Mais la vérité, c’est qu’un certain degré de mensonge est nécessaire à la vie en société.
D’autant plus que notre monde social est tissé de mille et une normes absurdes et d’un certain nombre d’injonctions paradoxales.
Ces attentes étouffantes pèsent encore plus lourd sur les personnes minorisées : les femmes, les personnes queers, les personnes racisées, les personnes neurodivergentes…
Si vous appartenez à plusieurs de ces groupes, banco : des strates et des strates de normes s’ajoutent jusqu’à vous écraser.
Sois belle mais pas aguichante. Sois gentille mais pas cruche. Sois polie mais pas fausse. Sois intelligente mais pas trop. Critique les gens dans leur dos, mais ne leur parle pas ouvertement de vos problèmes relationnels, car cela les vexera trop.
AU SECOURS.
Pour nous en sortir, on n’a pas d’autre choix que, parfois, jouer le rôle qui est attendu de nous.
On fait semblant…
Jusqu’à connaître chaque ligne du scénario à la perfection.
Le problème, c’est qu’au bout d’un moment, on finit par s’y perdre.
On s'épuise.
On ne sait plus trop qui on est.
On devient cynique ou amer·e.
Michel de Montaigne et Audre Lorde n’ont pas grand-chose en commun : le premier est un philosophe français blanc du XVIème siècle, la seconde, une poétesse noire lesbienne américaine du XXe.

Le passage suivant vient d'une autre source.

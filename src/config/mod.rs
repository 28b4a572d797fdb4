//! Configuration management subsystem.
//!
//! # Data Flow
//! ```text
//! defaults
//!     → optional TOML file named by APP_CONFIG (loader.rs)
//!     → environment overrides: PORT, APP_ENV, APP_NAME, LOG_LEVEL,
//!       LOG_FORMAT, LOG_SINK, DATA_MAX_DELAY_MS (loader.rs)
//!     → validation.rs (semantic checks, all errors reported)
//!     → AppConfig (validated, immutable)
//! ```
//!
//! # Design Decisions
//! - Config is immutable once loaded; no reload
//! - All fields have defaults to allow an empty environment
//! - Validation separates syntactic (serde / parse) from semantic checks

pub mod loader;
pub mod schema;
pub mod validation;

pub use loader::{from_env, load_config, load_with, ConfigError};
pub use schema::{AppConfig, DataConfig, ListenerConfig, ObservabilityConfig, ServiceConfig, SinkKind};
pub use validation::{validate_config, ValidationError};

Les deux se retrouvent pourtant sur un point : pour mener une vie digne, il faut commencer par savoir qui l’on est.
Michel de Montaigne : « Il faut jouer dûment notre rôle, mais comme rôle d’un personnage emprunté. Du masque et de l’apparence il ne faut pas faire une essence réelle, ni de l’étranger le propre. Nous ne savons pas distinguer la peau de la chemise. C’est assez de s’enfariner le visage, sans s’enfariner la poitrine. »[1]
Audre Lorde : “If I didn't define myself for myself, I would be crunched into other people's fantasies for me and eaten alive”[2]. (Traduction par mes soins : « Si je ne me définissais pas par moi-même, je serais broyée dans les fantasmes que les autres se font de moi et dévorée vivante »).
Avec Michel et avec Audre, j’affirme à mon tour que, qui que nous soyons, nous avons un besoin vital de nous (re)définir pour nous-mêmes. De savoir où commence le masque. Où finit la chemise.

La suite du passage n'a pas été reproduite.